Shughuli ya Mbogi
An activity that needs a group.
8 to 20 people. Seven sessions. Zero budget. One real civic action every quarter.
A Sovereignty Circle is not a political party, an NGO, or a government body. It’s 8 to 20 people — neighbours, churchmates or mosque members, market associates, school friends, colleagues — who commit to meeting regularly, working through seven civic education sessions together, and taking one real civic action every quarter.
It costs nothing to start. It needs no registration. It needs people, a place, and a time.
Why small groups
The most durable movements in history were never built primarily on a single famous leader — they were built on small, committed groups who trusted each other and kept showing up. If any one person is indispensable to a movement, that movement is fragile. The goal is something bigger and more durable than any individual.
The seven sessions — your shared reference text
Think of these seven sessions the way a study group treats a shared text — something everyone can open to the same page, read aloud from, argue with, and return to. Each session below has its own full written script — read it aloud together, or have each person read a section in turn. No outside expert needed. Any member can facilitate.
- 01
Identity & Sovereignty
Built from Episodes 1–5
Who you already are — before any state told you. Where sovereignty actually lives, why it was made to feel distant, and how to see it again in ordinary life.
- 02
The Nature of Government
Built from Episodes 6–7
What government is actually for, what it has often become, and why 'inherited machinery' explains more than 'bad leaders' ever will.
- 03
Constitutional Rights
Built from Episodes 8–9
The Bill of Rights, read as promises made in your name. Article 35, Article 37, Article 43 — what they actually say, and how to use them.
- 04
Budgets & Debt
Built from Episodes 10–11
Where public money actually comes from, where it actually goes, and why debt without consent is a claim on the future you didn't sign.
- 05
The Land Question
Built from Episodes 12–13
Land as relationship, not commodity. What was taken, what was returned only on paper, and what the law now allows communities to reclaim.
- 06
Civic Tools & Real Wins
Built from Episodes 14–15
The tools already sitting on the shelf: access to information, petitions, oversight bodies. Real cases where ordinary people used them and changed something.
- 07
Organisation & Circles
Built from Episodes 16–17
How to keep a Circle alive past the first excitement. Distributed leadership, non-partisan discipline, and one real action every quarter.

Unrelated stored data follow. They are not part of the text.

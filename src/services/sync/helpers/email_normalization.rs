//! Identifier normalization for identity resolution.
//!
//! Upstream identifiers arrive in several spellings for the same person:
//! a bare address, an RFC 5322 name-addr, a namespace-prefixed resource id
//! (`users/113948...`). Lookups and alias recording go through the
//! candidate forms derived here so they all land on one canonical row.

pub fn normalize_email(email: &str) -> String {
    let email = email.trim().to_lowercase();

    let Some((local, domain)) = email.split_once('@') else {
        return email;
    };

    // Strip +tag subaddressing (Gmail, Outlook, Fastmail, etc.)
    let local = match local.split_once('+') {
        Some((base, _)) => base,
        None => local,
    };

    // Strip dots from local part for Gmail/Googlemail
    let local = if domain == "gmail.com" || domain == "googlemail.com" {
        local.replace('.', "")
    } else {
        local.to_string()
    };

    format!("{}@{}", local, domain)
}

/// An email identifier split into display name and address.
#[derive(Debug, Clone, PartialEq, Eq)]
pub struct ParsedAddress {
    pub display_name: Option<String>,
    pub email: String,
}

/// Parse an email-shaped identifier, bare or name-addr form.
/// Returns None for anything that is not a parseable address.
pub fn parse_name_addr(identifier: &str) -> Option<ParsedAddress> {
    if !identifier.contains('@') {
        return None;
    }
    let parsed = mailparse::addrparse(identifier.trim()).ok()?;
    for addr in parsed.iter() {
        if let mailparse::MailAddr::Single(info) = addr {
            return Some(ParsedAddress {
                display_name: info.display_name.clone(),
                email: info.addr.to_lowercase(),
            });
        }
    }
    None
}

/// Canonical form of an identifier: the lowercased bare address for
/// email-shaped input, the trimmed original otherwise.
pub fn canonical_identifier(identifier: &str) -> String {
    match parse_name_addr(identifier) {
        Some(parsed) => parsed.email,
        None => identifier.trim().to_string(),
    }
}

/// Alternate lookup forms for an identifier, canonical form excluded.
///
/// Namespace-prefixed resource ids alias to the trailing id with the
/// prefix stripped; email-shaped identifiers alias to their normalized
/// address.
pub fn alias_candidates(identifier: &str) -> Vec<String> {
    let canonical = canonical_identifier(identifier);
    let mut candidates = Vec::new();
    let mut push = |candidate: String| {
        if !candidate.is_empty() && candidate != canonical && !candidates.contains(&candidate) {
            candidates.push(candidate);
        }
    };

    let trimmed = identifier.trim();
    if trimmed != canonical {
        push(trimmed.to_string());
    }
    if let Some((_, tail)) = canonical.rsplit_once('/') {
        push(tail.to_string());
    }
    if canonical.contains('@') {
        push(normalize_email(&canonical));
    }

    candidates
}
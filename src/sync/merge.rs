//! Incremental merge engine.
//!
//! Takes one grouped thread and folds it into the store inside a single
//! transaction: seen messages may only gain attachment data, new messages
//! append verbatim, and the conversation's aggregate columns are recomputed
//! from the message rows. A failure rolls the whole merge back, leaving the
//! prior persisted state intact.

use std::collections::HashMap;

use rusqlite::OptionalExtension;
use tracing::{debug, warn};

use crate::adapters::sqlite::{conversations, messages, DbPool};
use crate::error::Result;
use crate::sync::attachments;
use crate::sync::grouper::ThreadGroup;
use crate::types::identity::Identity;
use crate::types::{Participant, PlatformKind};

/// What one merge pass changed.
#[derive(Debug, Clone, Default)]
pub struct MergeOutcome {
    pub conversation_id: String,
    pub created_conversation: bool,
    pub new_messages: usize,
    pub backfilled_attachments: usize,
}

/// Merge one thread group for an account.
///
/// `resolved` maps sender identifiers to their resolved identities;
/// `participants` is the conversation-level roster the caller assembled.
/// Re-running with the same group is a no-op.
pub fn merge_thread_group(
    pool: &DbPool,
    account_id: &str,
    platform: PlatformKind,
    group: &ThreadGroup,
    resolved: &HashMap<String, Identity>,
    participants: &[Participant],
) -> Result<MergeOutcome> {
    let conn = pool.get()?;
    let tx = conn.unchecked_transaction()?;

    let existed_before: Option<String> = tx
        .query_row(
            "SELECT id FROM conversations WHERE account_id = ?1 AND platform_thread_id = ?2",
            rusqlite::params![account_id, group.platform_thread_id],
            |row| row.get(0),
        )
        .optional()?;

    let conversation_id = conversations::upsert_conversation_tx(
        &tx,
        &conversations::NewConversation {
            account_id: account_id.to_string(),
            platform,
            platform_thread_id: group.platform_thread_id.clone(),
            subject: group.subject.clone(),
            participants: participants.to_vec(),
        },
    )?;

    let existing_ids = messages::existing_platform_ids_tx(&tx, &conversation_id)?;
    let stored_attachments = messages::stored_attachments_tx(&tx, &conversation_id)?;

    let mut new_rows: Vec<messages::NewMessage> = Vec::new();
    let mut backfilled_attachments = 0;

    for message in &group.messages {
        let incoming_records: Vec<_> = message.attachments.iter().map(attachments::to_record).collect();

        if existing_ids.contains(&message.platform_message_id) {
            // Seen before: the only permitted change is attachment backfill.
            let Some((row_id, existing_records)) = stored_attachments.get(&message.platform_message_id)
            else {
                warn!(
                    platform_message_id = %message.platform_message_id,
                    "Message id known but row missing; skipping attachment reconcile"
                );
                continue;
            };
            let (merged, filled) =
                attachments::merge_attachment_lists(existing_records, &incoming_records);
            if filled > 0 || merged.len() != existing_records.len() {
                messages::update_attachments_tx(&tx, row_id, &merged)?;
            }
            backfilled_attachments += filled;
        } else {
            let identity = resolved.get(&message.sender_identifier);
            new_rows.push(messages::NewMessage {
                conversation_id: conversation_id.clone(),
                account_id: account_id.to_string(),
                platform_message_id: message.platform_message_id.clone(),
                sender_identifier: message.sender_identifier.clone(),
                sender_email: identity.and_then(|i| i.email.clone()),
                sender_display_name: identity.and_then(|i| i.display_name.clone()),
                sender_confidence: identity.map(|i| i.confidence),
                body_text: message.body_text.clone(),
                label: message.label.clone(),
                attachments: incoming_records,
                created_at: message.created_at,
            });
        }
    }

    let new_messages = messages::append_messages_tx(&tx, &new_rows)?;
    conversations::recompute_aggregates_tx(&tx, &conversation_id)?;
    tx.commit()?;

    debug!(
        conversation_id = %conversation_id,
        thread = %group.platform_thread_id,
        new_messages,
        backfilled_attachments,
        "Merged thread group"
    );

    Ok(MergeOutcome {
        conversation_id,
        created_conversation: existed_before.is_none(),
        new_messages,
        backfilled_attachments,
    })
}
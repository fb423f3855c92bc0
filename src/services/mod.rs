//! Business logic services
//!
//! Orchestration-level logic that drives the sync core. Everything here is
//! host-agnostic: callers hand in connectors, a blob store, and a database
//! pool, and observe progress through the event channel.

pub mod sync;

Each session runs about 90 minutes read aloud and discussed. That’s a full session — nothing else required.
However you gather
A Circle doesn’t have to mean everyone in the same room. Read the session together however actually works for your group:
- In person — a living room, a church or mosque hall after hours, a spot under a tree.
- Virtually — a video or voice call, whichever app your group already uses.
- Live and public — a Twitter/X Space, an Instagram or TikTok Live, read aloud to whoever shows up.
- Alone — if you can’t gather a group yet, read a session solo. Understanding doesn’t wait for company, though it grows faster with it.
Four steps to actually start
STEP 1
Make the list.
8-20 people you already know who'd genuinely care about this.
STEP 2
Send the message.
A real, personal message — not a mass broadcast.
STEP 3
Pick a free place and a fixed time.
A living room, a hall after hours, a spot under a tree. Same day, same time, every cycle.
STEP 4
Start with Session 1.
Read through Session 1 together, then talk. That's your first real meeting, done.
Keeping the circle strong
- Stay non-partisan — quote the constitution, not politicians.
- Keep meeting even when progress feels slow. Celebrate small wins.
- No single Circle is indispensable — if one struggles, others continue.
- Connect informally with nearby Circles — share what’s working, coordinate when it matters.
Download
How to Start a Sovereignty Circle — one-page PDF
The printable one-pager is being finalised. In the meantime, this page has everything the one-pager will.
“If any one person is indispensable to your movement, your movement is fragile. The goal is to build something bigger and more durable than any individual.”